Action item:
Return every line from the records below in which the word "tokio" is found.

Stored data:
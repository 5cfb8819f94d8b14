//! Runtime loading of the games file with bounded retries.
//!
//! One load cycle walks `Idle → Fetching → {Success, Retrying → Fetching,
//! Exhausted}` and ends in `Rendered` or `ErrorRendered` once the outcome is
//! turned into markup. Nothing re-enters the cycle afterwards.

mod retry;
mod source;

use std::time::Duration;

use serde_json::Value;
use tracing::{debug, info, warn};

use crate::{
    filter::FilterState,
    games_file::GamesFile,
    render::{self, RenderedPage},
};

pub use retry::RetryPolicy;
pub use source::{FileSource, GamesSource, HttpSource};

/// Failure of a single load attempt.
#[derive(Debug, thiserror::Error)]
pub enum LoadError {
    /// Network failure before a response arrived.
    #[error("request failed: {0}")]
    Transport(#[from] reqwest::Error),
    /// Non-2xx response.
    #[error("HTTP error! status: {0}")]
    Status(u16),
    /// Body was not a JSON object of the expected shape.
    #[error("invalid games payload: {0}")]
    Payload(String),
    /// Attempt exceeded the per-attempt timeout.
    #[error("attempt timed out after {0:?}")]
    Timeout(Duration),
    /// Local read failed.
    #[error("failed to read games file: {0}")]
    Io(#[from] std::io::Error),
}

/// Step of a load cycle.
#[derive(Debug, Clone, Copy, PartialEq, Eq)]
pub enum LoadPhase {
    /// Nothing has happened yet.
    Idle,
    /// Attempt `attempt` (1-based) is in flight.
    Fetching {
        /// 1-based attempt number.
        attempt: u32,
    },
    /// Attempt `attempt` failed; waiting `delay` before the next one.
    Retrying {
        /// The attempt that failed.
        attempt: u32,
        /// Wait before the next attempt.
        delay: Duration,
    },
    /// A games file was obtained.
    Success,
    /// Every attempt failed.
    Exhausted,
    /// Cards or the empty-state placeholder were rendered.
    Rendered,
    /// The error placeholder was rendered.
    ErrorRendered,
}

/// Terminal result of a load cycle. Failures never escape as errors.
#[derive(Debug)]
pub enum LoadOutcome {
    /// The games file as read.
    Loaded(GamesFile),
    /// Sentinel for exhausted retries, carrying the last failure.
    Failed(LoadError),
}

impl LoadOutcome {
    /// True when retries were exhausted.
    pub fn is_failed(&self) -> bool {
        matches!(self, LoadOutcome::Failed(_))
    }
}

/// Everything a load cycle did.
#[derive(Debug)]
pub struct LoadReport {
    /// Final outcome.
    pub outcome: LoadOutcome,
    /// Attempts made.
    pub attempts: u32,
    /// Delays slept between attempts, in order.
    pub delays: Vec<Duration>,
    /// Phase trace of the cycle.
    pub phases: Vec<LoadPhase>,
}

impl LoadReport {
    /// Render the outcome through `filter`, closing the phase trace.
    pub fn render(&mut self, filter: &FilterState) -> RenderedPage {
        let page = render::render_outcome(&self.outcome, filter);
        self.phases.push(page.phase);
        page
    }
}

/// Fetches a games file from a [`GamesSource`] under a [`RetryPolicy`].
pub struct GamesLoader<S> {
    source: S,
    policy: RetryPolicy,
    attempt_timeout: Duration,
}

impl<S: GamesSource> GamesLoader<S> {
    /// Loader with the given policy and per-attempt timeout.
    pub fn new(source: S, policy: RetryPolicy, attempt_timeout: Duration) -> Self {
        Self {
            source,
            policy,
            attempt_timeout,
        }
    }

    /// Run one load cycle. Sleeps between attempts without blocking the runtime.
    pub async fn load(&self) -> LoadReport {
        let mut phases = vec![LoadPhase::Idle];
        let mut delays = Vec::new();
        let mut attempt = 0;

        let outcome = loop {
            attempt += 1;
            phases.push(LoadPhase::Fetching { attempt });
            debug!("loading games from {} (attempt {attempt})", self.source.describe());

            match self.attempt().await {
                Ok(file) => {
                    phases.push(LoadPhase::Success);
                    if let Some(label) = file.last_updated_label() {
                        info!("games last updated: {label}");
                    }
                    break LoadOutcome::Loaded(file);
                }
                Err(err) if self.policy.has_attempt_after(attempt) => {
                    let delay = self.policy.delay_for_attempt(attempt);
                    warn!("attempt {attempt} failed: {err}; retrying in {delay:?}");
                    phases.push(LoadPhase::Retrying { attempt, delay });
                    delays.push(delay);
                    tokio::time::sleep(delay).await;
                }
                Err(err) => {
                    warn!("giving up on games after {attempt} attempts: {err}");
                    phases.push(LoadPhase::Exhausted);
                    break LoadOutcome::Failed(err);
                }
            }
        };

        LoadReport {
            outcome,
            attempts: attempt,
            delays,
            phases,
        }
    }

    async fn attempt(&self) -> Result<GamesFile, LoadError> {
        let body = tokio::time::timeout(self.attempt_timeout, self.source.fetch())
            .await
            .map_err(|_| LoadError::Timeout(self.attempt_timeout))??;
        parse_games_file(&body)
    }
}

/// Parse a games file body, rejecting anything that is not a JSON object.
pub fn parse_games_file(body: &str) -> Result<GamesFile, LoadError> {
    let value: Value =
        serde_json::from_str(body).map_err(|err| LoadError::Payload(err.to_string()))?;
    if !value.is_object() {
        return Err(LoadError::Payload("expected a JSON object".to_string()));
    }
    serde_json::from_value(value).map_err(|err| LoadError::Payload(err.to_string()))
}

Task response:
                    tokio::time::sleep(delay).await;
        let body = tokio::time::timeout(self.attempt_timeout, self.source.fetch())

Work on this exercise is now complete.